With his intentions of a loose, good time laid bare, Tan is commendable for his ability to make us laugh. He directs the film with palpable energy, teeming with a diverse swath of physical and verbal gags to keep it bubbling. These range from Ah Bee’s one-sided conversations with his virtual assistant BRAVO60 (Joe Augustin) to a cartoon Kama Sutra. There is an admirable feeling of creative freedom to the entire endeavor, particularly when Tan is willing to momentarily depart from the reality of the film for both occasional jokes and some softer moments, such as when both Ah Bee and his mother are positioned on the same bed together staring forward as they talk on the phone with each other. These are among Tiong Bahru Social Club’s most memorable bits—unpredictable and fully utilising the potential of its artistic medium in a way that not enough comedies do nowadays. Every scene is made all the more captivating by the Tan’s gorgeous visuals and colour palette. The craftsmanship on display by cinematographer/editor Looi Wan Ping and production designer James Page is especially of note; their handiwork pops with delightful hues and builds a cohesive, near-futuristic aesthetic that manages to feel both soothing and electrifying. Each frame conveys the fun the cast and crew must have had putting the film together.

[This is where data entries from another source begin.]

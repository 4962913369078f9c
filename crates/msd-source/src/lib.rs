//! msd-source
//!
//! Source acquisition and normalization for the ordering engine:
//!
//! - envelope-tolerant normalization of the three raw source payloads
//!   (`normalize`)
//! - the async fetch contract implemented by the HTTP client (`api`)
//! - the last-request-wins fetch watermark (`watermark`)
//! - [`load_sources`], which fires the three fetches concurrently and
//!   degrades each failure independently to an empty collection
//!
//! This crate does **not** resolve availability or merge the catalog; that is
//! msd-catalog, which consumes the [`SourceSet`] produced here.

pub mod api;
pub mod normalize;
pub mod watermark;

use msd_schemas::{InventoryRecord, Product, StockRecord};
use serde_json::Value;

use crate::api::{InventoryScope, SourceApi};
use crate::normalize::decode_collection;

// ---------------------------------------------------------------------------
// SourceSet
// ---------------------------------------------------------------------------

/// The three source collections in normalized, flat form.
///
/// A missing or malformed source appears as an empty vec — downstream
/// resolution treats "no records" and "source degraded" identically, which is
/// exactly the graceful-degradation contract.
#[derive(Debug, Clone, Default, PartialEq)]
pub struct SourceSet {
    pub products: Vec<Product>,
    pub inventory: Vec<InventoryRecord>,
    pub stock: Vec<StockRecord>,
}

impl SourceSet {
    pub fn empty() -> Self {
        Self::default()
    }

    pub fn is_empty(&self) -> bool {
        self.products.is_empty() && self.inventory.is_empty() && self.stock.is_empty()
    }
}

// ---------------------------------------------------------------------------
// Decode + load
// ---------------------------------------------------------------------------

/// Normalize three raw response bodies into a [`SourceSet`].
///
/// Pure transform; never fails. Unrecognized envelopes and undecodable
/// records degrade with a warning (see [`normalize`]).
pub fn decode_sources(products: &Value, inventory: &Value, stock: &Value) -> SourceSet {
    SourceSet {
        products: decode_collection("products", products),
        inventory: decode_collection("inventory", inventory),
        stock: decode_collection("stock", stock),
    }
}

/// Fetch all three sources concurrently and normalize the results.
///
/// The fetches are fired together and resolve independently; a failure
/// degrades that one source to an empty collection rather than blocking or
/// failing the other two.
pub async fn load_sources(api: &dyn SourceApi, scope: &InventoryScope) -> SourceSet {
    let (products, inventory, stock) = tokio::join!(
        api.fetch_products(),
        api.fetch_inventory(scope),
        api.fetch_stock(),
    );

    let products = unwrap_or_degrade("products", products);
    let inventory = unwrap_or_degrade("inventory", inventory);
    let stock = unwrap_or_degrade("stock", stock);

    decode_sources(&products, &inventory, &stock)
}

fn unwrap_or_degrade(
    source: &'static str,
    result: Result<Value, api::SourceFetchError>,
) -> Value {
    match result {
        Ok(body) => body,
        Err(err) => {
            tracing::warn!(source, %err, "source fetch failed; degrading to empty");
            Value::Array(Vec::new())
        }
    }
}

// ---------------------------------------------------------------------------
// Tests
// ---------------------------------------------------------------------------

It is impossible to watch Tiong Bahru Social Club without a plethora of other filmmakers popping into one’s head. Across several interviews, Tan has specifically identified Wes Anderson, Yasujirō Ozu, Jacques Tati, and Yoji Yamada as direct influences on the film. He appears to have been chiefly inspired by The Grand Budapest Hotel’s two-dimensional architectural extravagance and Good Morning’s warm colors and calm framing. Tan peppers in explicit references to some of the directors, such as shooting one early conversation between Ah Bee and his mother head-on as Ozu famously would. Many comparisons have also been noted between his film and Black Mirror, but more than anything else, Tiong Bahru Social Club feels like the bright and smiley alter ego of Yorgos Lanthimos’ The Lobster, especially when the film focuses on Ah Bee’s AI-paired relationship and regulated lovemaking with fellow Happiness Agent Geok (Jo Tan). It is unfortunate that Tan was unable to distance himself further from his influences in order to carve out a more personal style, but the film’s visuals are a promising indicator that he will soon achieve a voice uniquely his own.
Tiong Bahru Social Club is like a brightly coloured piece of candy—enjoyable and full of fleeting flavour, but missing some core components of a balanced meal. Tan Bee Thiam’s pastiche of heavily-influenced imagery deserved a more fleshed-out script to really hone in on the relevant philosophical ideas it tries to juggle. While it may appear to have more to say than it actually does, the quick 88-minute comedy does no harm and will brighten the viewer’s day with their expectations in check. As Singapore’s sole entry into NYAFF’s 2021 lineup, Tiong Bahru Social Club is an enjoyable journey worth supporting.